Vaccines for hypertension would solve one of the most vexing problems facing doctors: individuals who don't take their drugs properly. Promising candidates periodically emerge but remain dogged by concerns about unintended immune responses.

In the latest venture, Swiss company Cytos Biotechnology is proposing a vaccine that targets the renin-angiotensin system, which is key to the regulation of blood pressure. The researchers reported at a conference in November that a peptide vaccine derived from angiotensin II, the hormone that causes arteries and veins to constrict, produces an antibody response in humans. In earlier rat studies, the same response translated to a drop in blood pressure, the researchers say.

High blood pressure is a pervasive problem, affecting one in three Americans and nearly 1 billion people worldwide. There is a growing list of effective drugs, including those that block angiotensin's effects, diuretics and calcium-channel blockers. Still, hypertension remains a problem, in part because many of those affected do not take the daily drugs regularly.

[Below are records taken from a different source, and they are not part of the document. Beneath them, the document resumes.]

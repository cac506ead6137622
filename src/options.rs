use std::fmt;

use crate::{
    arena::{AllocError, Arena, NodeId},
    registry::{DefaultMode, ReaderRegistry},
};

pub const DEFAULT_MAX_DEPTH: usize = 256;

/// Builds the value returned for empty or whitespace-only input.
pub type EofFn = dyn for<'a> Fn(&mut Arena<'a>) -> Result<NodeId, AllocError> + Sync;

/// Reader configuration.
///
/// ```
/// use edn_rs::{DefaultMode, ParseOptions};
///
/// let options = ParseOptions::new()
///     .default_mode(DefaultMode::Unwrap)
///     .underscores(true);
/// let doc = edn_rs::parse_with_options(b"#point 1_000", &options).unwrap();
/// assert_eq!(doc.root().as_int(), Some(1000));
/// ```
#[derive(Copy, Clone)]
pub struct ParseOptions<'r> {
    pub(crate) registry: Option<&'r ReaderRegistry>,
    pub(crate) default_mode: DefaultMode,
    pub(crate) eof_value: Option<&'r EofFn>,
    pub(crate) max_depth: usize,
    pub(crate) max_nodes: usize,
    pub(crate) extended_integers: bool,
    pub(crate) ratios: bool,
    pub(crate) extended_characters: bool,
    pub(crate) metadata: bool,
    pub(crate) underscores: bool,
    pub(crate) text_blocks: bool,
}

impl Default for ParseOptions<'_> {
    fn default() -> Self {
        Self {
            registry: None,
            default_mode: DefaultMode::Passthrough,
            eof_value: None,
            max_depth: DEFAULT_MAX_DEPTH,
            max_nodes: usize::MAX,
            extended_integers: true,
            ratios: true,
            extended_characters: true,
            metadata: true,
            underscores: false,
            text_blocks: false,
        }
    }
}

impl<'r> ParseOptions<'r> {
    pub fn new() -> Self {
        Self::default()
    }

    #[must_use]
    pub fn registry(mut self, registry: &'r ReaderRegistry) -> Self {
        self.registry = Some(registry);
        self
    }

    #[must_use]
    pub fn default_mode(mut self, mode: DefaultMode) -> Self {
        self.default_mode = mode;
        self
    }

    #[must_use]
    pub fn eof_value(mut self, build: &'r EofFn) -> Self {
        self.eof_value = Some(build);
        self
    }

    /// Deepest allowed collection nesting; deeper input is `InvalidSyntax`.
    #[must_use]
    pub fn max_depth(mut self, depth: usize) -> Self {
        self.max_depth = depth;
        self
    }

    /// Node budget of the arena; exceeding it is `OutOfMemory`.
    #[must_use]
    pub fn max_nodes(mut self, nodes: usize) -> Self {
        self.max_nodes = nodes;
        self
    }

    /// Hex `0x1F`, octal `017` and radix `2r1010` integers.
    #[must_use]
    pub fn extended_integers(mut self, enabled: bool) -> Self {
        self.extended_integers = enabled;
        self
    }

    #[must_use]
    pub fn ratios(mut self, enabled: bool) -> Self {
        self.ratios = enabled;
        self
    }

    /// `\formfeed`, `\backspace` and octal `\oNNN` characters.
    #[must_use]
    pub fn extended_characters(mut self, enabled: bool) -> Self {
        self.extended_characters = enabled;
        self
    }

    #[must_use]
    pub fn metadata(mut self, enabled: bool) -> Self {
        self.metadata = enabled;
        self
    }

    /// `_` digit separators inside numbers.
    #[must_use]
    pub fn underscores(mut self, enabled: bool) -> Self {
        self.underscores = enabled;
        self
    }

    /// Triple-quoted strings with indentation stripping.
    #[must_use]
    pub fn text_blocks(mut self, enabled: bool) -> Self {
        self.text_blocks = enabled;
        self
    }
}

impl fmt::Debug for ParseOptions<'_> {
    fn fmt(&self, f: &mut fmt::Formatter<'_>) -> fmt::Result {
        f.debug_struct("ParseOptions")
            .field("registry", &self.registry)
            .field("default_mode", &self.default_mode)
            .field("eof_value", &self.eof_value.is_some())
            .field("max_depth", &self.max_depth)
            .field("max_nodes", &self.max_nodes)
            .field("extended_integers", &self.extended_integers)
            .field("ratios", &self.ratios)
            .field("extended_characters", &self.extended_characters)
            .field("metadata", &self.metadata)
            .field("underscores", &self.underscores)
            .field("text_blocks", &self.text_blocks)
            .finish()
    }
}
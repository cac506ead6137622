use edn_rs::{
    Arena, DefaultMode, ErrorKind, INST_TYPE_ID, Instant, NodeId, ParseOptions, ReaderError,
    ReaderRegistry, Span, UUID_TYPE_ID, Uuid, ValueKind, equal_as, hash_as, parse,
    parse_with_options, register_external_type,
};
use pretty_assertions::assert_eq;

const POINT_ID: u32 = 0x706f_696e;

#[derive(Debug, PartialEq, Hash)]
struct Point {
    x: u64,
    y: u64,
}

impl Point {
    fn new(x: f64, y: f64) -> Self {
        Self {
            x: x.to_bits(),
            y: y.to_bits(),
        }
    }
}

fn read_point(arena: &mut Arena<'_>, id: NodeId) -> Result<NodeId, ReaderError> {
    let value = arena.get(id);
    let coordinate = |index| {
        value.get(index).and_then(|v| {
            v.as_float()
                .or_else(|| v.as_int().map(|n| n as f64))
        })
    };
    let (Some(x), Some(y), 2) = (coordinate(0), coordinate(1), value.len()) else {
        return Err(ReaderError::message("point needs two numbers"));
    };
    Ok(arena.alloc_external(POINT_ID, Point::new(x, y), Span::default())?)
}

fn point_registry() -> ReaderRegistry {
    register_external_type(POINT_ID, equal_as::<Point>, hash_as::<Point>);
    let mut registry = ReaderRegistry::new();
    registry.register("point", read_point);
    registry
}

#[test]
fn reader_builds_external_value() {
    let registry = point_registry();
    let options = ParseOptions::new().registry(&registry);
    let doc = parse_with_options(b"#point [1.0 2.0]", &options).unwrap();
    let root = doc.root();

    assert_eq!(root.kind(), ValueKind::External);
    assert_eq!(root.external_type_id(), Some(POINT_ID));
    assert!(root.is_external_type(POINT_ID));
    assert_eq!(root.external_get::<Point>(POINT_ID), Some(&Point::new(1.0, 2.0)));
    assert_eq!(root.external_get::<Point>(POINT_ID + 1), None);
    assert_eq!(root.span(), Span::new(0, 16));
}

#[test]
fn externals_use_registered_equality() {
    let registry = point_registry();
    let options = ParseOptions::new().registry(&registry);
    let a = parse_with_options(b"{:at #point [1 2]}", &options).unwrap();
    let b = parse_with_options(b"{:at #point [1.0 2.0]}", &options).unwrap();
    assert_eq!(a.root(), b.root());
    assert_eq!(a.root().hash64(), b.root().hash64());

    let err = parse_with_options(b"#{#point [0 0] #point [0.0 0.0]}", &options).unwrap_err();
    assert_eq!(err.kind(), ErrorKind::DuplicateElement);
}

#[test]
fn rejected_value_is_unknown_tag() {
    let registry = point_registry();
    let options = ParseOptions::new().registry(&registry);
    let err = parse_with_options(b"[#point [1 2 3]]", &options).unwrap_err();
    assert_eq!(err.kind(), ErrorKind::UnknownTag);
    assert_eq!(err.message(), "#point: point needs two numbers");
    assert_eq!(err.span(), Span::new(1, 15));
}

#[test]
fn default_modes_apply_to_unregistered_tags() {
    let registry = point_registry();
    let input = b"[#point [1 2] #color :red]";

    let passthrough = ParseOptions::new().registry(&registry);
    let doc = parse_with_options(input, &passthrough).unwrap();
    let color = doc.root().get(1).unwrap();
    assert_eq!(color.kind(), ValueKind::Tagged);
    assert_eq!(color.tag(), Some("color"));
    assert_eq!(
        color.tagged_value().and_then(|v| v.as_keyword()).map(|k| k.name()),
        Some("red")
    );

    let unwrap = passthrough.default_mode(DefaultMode::Unwrap);
    let doc = parse_with_options(input, &unwrap).unwrap();
    assert_eq!(doc.root().get(1).map(|v| v.kind()), Some(ValueKind::Keyword));
    assert_eq!(doc.root().get(0).map(|v| v.kind()), Some(ValueKind::External));

    let strict = passthrough.default_mode(DefaultMode::Error);
    let err = parse_with_options(input, &strict).unwrap_err();
    assert_eq!(err.kind(), ErrorKind::UnknownTag);
    assert_eq!(err.span(), Span::new(14, 25));
}

#[test]
fn unregistering_restores_default_handling() {
    let mut registry = point_registry();
    assert!(registry.contains("point"));
    assert!(registry.unregister("point"));
    assert!(!registry.unregister("point"));

    let options = ParseOptions::new().registry(&registry);
    let doc = parse_with_options(b"#point [1 2]", &options).unwrap();
    assert_eq!(doc.root().kind(), ValueKind::Tagged);
}

#[test]
fn tagged_values_compare_structurally() {
    let a = parse(b"#my/tag [1 2]").unwrap();
    let b = parse(b"#my/tag (1 2)").unwrap();
    let c = parse(b"#other [1 2]").unwrap();
    assert_eq!(a.root(), b.root());
    assert_eq!(a.root().hash64(), b.root().hash64());
    assert_ne!(a.root(), c.root());
}

#[test]
fn builtin_readers() {
    let registry = ReaderRegistry::with_builtins();
    assert!(registry.contains("inst"));
    assert!(registry.contains("uuid"));

    let options = ParseOptions::new().registry(&registry);
    let doc = parse_with_options(
        br#"{:created #inst "2024-02-29T12:30:00+01:00" :id #uuid "123e4567-e89b-12d3-a456-426614174000"}"#,
        &options,
    )
    .unwrap();

    let created = doc.root().get_keyword("created").unwrap();
    let instant = created.external_get::<Instant>(INST_TYPE_ID).unwrap();
    assert_eq!((instant.month(), instant.day()), (2, 29));
    assert_eq!(instant.offset_minutes(), 60);
    assert_eq!(instant.to_string(), "2024-02-29T12:30:00+01:00");

    let id = doc.root().get_keyword("id").unwrap();
    let uuid = id.external_get::<Uuid>(UUID_TYPE_ID).unwrap();
    assert_eq!(uuid.as_bytes()[0], 0x12);
}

A vaccine that is given only a few times a year might solve that problem, says Martin Bachmann, chief scientific officer at Cytos. The Cytos vaccine uses a noninfectious virus-like particle to carry the immunogen. The company is also testing this carrier in clinical trials for vaccines against Alzheimer disease, obesity, nicotine addiction and allergies.

Experts say the company's data are promising but preliminary. Scientists have experimented with vaccines against the renin-angiotensin system for more than 50 years, notes Jean-Baptiste Michel, director of hematology at the Xavier Bichat Hospital in Paris.

Last year, researchers at Cambridge University and UK-based Protherics tested a high blood pressure vaccine that targeted angiotensin I, a precursor to the more powerful angiotensin II. The approach generated antibodies but did not significantly modify blood pressure, Michel says.

Merely generating antibodies does not guarantee that those antibodies can bind and inhibit angiotensin II in tissues—a necessary but risky step, he says. In the early 1990s, Michel himself developed a renin vaccine that blocked the generation of angiotensin in both plasma and tissues. The vaccine induced antibodies in marmosets and reduced the animals' blood pressure. But both primates and rats developed autoimmune disease. Based on his data, Michel says it may not be possible to block angiotensin without targeting it in tissues, which he predicts would inevitably trigger an autoimmune reaction.

Others say a sustained immune response might also have other long-ranging effects.

“High blood pressure is a long-term issue,” says Walinjom Muna, chief of cardiology at the University of Yaoundé in Cameroon. “What are the long-term consequences of permanent receptor blockade in humans or closely related species?”

The Cytos studies do not yet have data to respond to those concerns, says Bachmann, but a phase 1 study showed that antibody levels dropped close to background levels within a few months. There have also been no signs of kidney disease or elevated levels of immune complexes, he adds.